- [RECORD EXCERPTS]:

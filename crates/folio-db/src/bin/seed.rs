//! # Seed Data Generator
//!
//! Populates the database with a starter catalog for development.
//!
//! ## Usage
//! ```bash
//! # Seed the default database file
//! cargo run -p folio-db --bin seed
//!
//! # Specify database path
//! cargo run -p folio-db --bin seed -- --db ./data/folio.db
//!
//! # Wipe everything first (books, reservations, sales, sequence)
//! cargo run -p folio-db --bin seed -- --wipe
//! ```
//!
//! ## Generated Catalog
//! A fixed shelf of Brazilian and Portuguese classics across categories
//! (Realismo, Romantismo, Naturalismo, Modernismo, Clássicos), with prices
//! in centavos and one deliberately sold-out title so the storefront's
//! out-of-stock path has data to show.

use chrono::Utc;
use std::env;

use folio_core::Book;
use folio_db::repository::book::generate_book_id;
use folio_db::{Database, DbConfig};

/// The starter shelf: (title, author, price_cents, stock, category, description)
const CATALOG: &[(&str, &str, i64, i64, &str, Option<&str>)] = &[
    (
        "Dom Casmurro",
        "Machado de Assis",
        2500,
        15,
        "Realismo",
        Some("Bentinho, Capitu e a dúvida que atravessa gerações."),
    ),
    (
        "Memórias Póstumas de Brás Cubas",
        "Machado de Assis",
        2800,
        10,
        "Realismo",
        Some("As memórias de um defunto autor."),
    ),
    ("O Alienista", "Machado de Assis", 1800, 25, "Realismo", None),
    (
        "O Cortiço",
        "Aluísio Azevedo",
        2200,
        12,
        "Naturalismo",
        Some("O cotidiano de uma habitação coletiva carioca."),
    ),
    ("Iracema", "José de Alencar", 2000, 18, "Romantismo", None),
    ("O Guarani", "José de Alencar", 2400, 14, "Romantismo", None),
    // Sold out on purpose
    ("Senhora", "José de Alencar", 2100, 0, "Romantismo", None),
    (
        "Os Lusíadas",
        "Luís de Camões",
        3500,
        8,
        "Clássicos",
        Some("A epopeia das navegações portuguesas."),
    ),
    (
        "Grande Sertão: Veredas",
        "João Guimarães Rosa",
        4200,
        6,
        "Modernismo",
        None,
    ),
    ("Vidas Secas", "Graciliano Ramos", 2600, 20, "Modernismo", None),
    (
        "A Hora da Estrela",
        "Clarice Lispector",
        2300,
        16,
        "Modernismo",
        None,
    ),
    ("Capitães da Areia", "Jorge Amado", 2900, 11, "Modernismo", None),
];

#[tokio::main]
async fn main() -> Result<(), Box<dyn std::error::Error>> {
    // Parse command line arguments
    let args: Vec<String> = env::args().collect();

    let mut db_path = String::from("./folio_dev.db");
    let mut wipe = false;

    let mut i = 1;
    while i < args.len() {
        match args[i].as_str() {
            "--db" | "-d" => {
                if i + 1 < args.len() {
                    db_path = args[i + 1].clone();
                    i += 1;
                }
            }
            "--wipe" | "-w" => {
                wipe = true;
            }
            "--help" | "-h" => {
                println!("Folio Seed Data Generator");
                println!();
                println!("Usage: seed [OPTIONS]");
                println!();
                println!("Options:");
                println!("  -d, --db <PATH>    Database file path (default: ./folio_dev.db)");
                println!("  -w, --wipe         Delete existing rows before seeding");
                println!("  -h, --help         Show this help message");
                return Ok(());
            }
            _ => {}
        }
        i += 1;
    }

    println!("🌱 Folio Seed Data Generator");
    println!("============================");
    println!("Database: {}", db_path);
    println!("Titles:   {}", CATALOG.len());
    println!();

    // Connect to database
    let config = DbConfig::new(&db_path);
    let db = Database::new(config).await?;

    let (embedded, applied) = folio_db::migrations::migration_status(db.pool()).await?;
    println!("✓ Connected to database");
    println!("✓ Migrations applied ({}/{})", applied, embedded);

    if wipe {
        // Children before parents: the foreign keys demand it
        sqlx::query("DELETE FROM sales").execute(db.pool()).await?;
        sqlx::query("DELETE FROM reservation_items")
            .execute(db.pool())
            .await?;
        sqlx::query("DELETE FROM reservations")
            .execute(db.pool())
            .await?;
        sqlx::query("DELETE FROM books").execute(db.pool()).await?;
        sqlx::query("UPDATE sequences SET value = 0 WHERE name = 'reservation_number'")
            .execute(db.pool())
            .await?;
        println!("✓ Wiped existing rows");
    }

    // Check existing catalog
    let existing = db.books().count().await?;
    if existing > 0 {
        println!("⚠ Database already has {} books", existing);
        println!("  Skipping seed to avoid duplicates.");
        println!("  Re-run with --wipe to regenerate.");
        return Ok(());
    }

    // Insert the catalog
    println!();
    println!("Seeding catalog...");

    let start = std::time::Instant::now();
    let mut seeded = 0;

    for (title, author, price_cents, stock, category, description) in CATALOG {
        let now = Utc::now();
        let book = Book {
            id: generate_book_id(),
            title: (*title).to_string(),
            author: (*author).to_string(),
            price_cents: *price_cents,
            stock: *stock,
            category: (*category).to_string(),
            description: description.map(str::to_string),
            cover_url: None,
            is_active: true,
            created_at: now,
            updated_at: now,
            version: 0,
        };

        if let Err(e) = db.books().insert(&book).await {
            eprintln!("Failed to insert {}: {}", title, e);
            continue;
        }

        seeded += 1;
        println!("  + {} by {} ({} in stock)", title, author, stock);
    }

    let elapsed = start.elapsed();
    println!();
    println!("✓ Seeded {} books in {:?}", seeded, elapsed);

    // Verify the catalog reads back
    let listed = db.books().list().await?;
    println!("  Catalog check: {} active titles", listed.len());

    println!();
    println!("✓ Seed complete!");

    Ok(())
}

- [TO DO]:
The expected answer is a copy of each line above containing "seeded".

- [ANSWER TO THIS EXERCISE]:
    let mut seeded = 0;
        seeded += 1;
    println!("✓ Seeded {} books in {:?}", seeded, elapsed);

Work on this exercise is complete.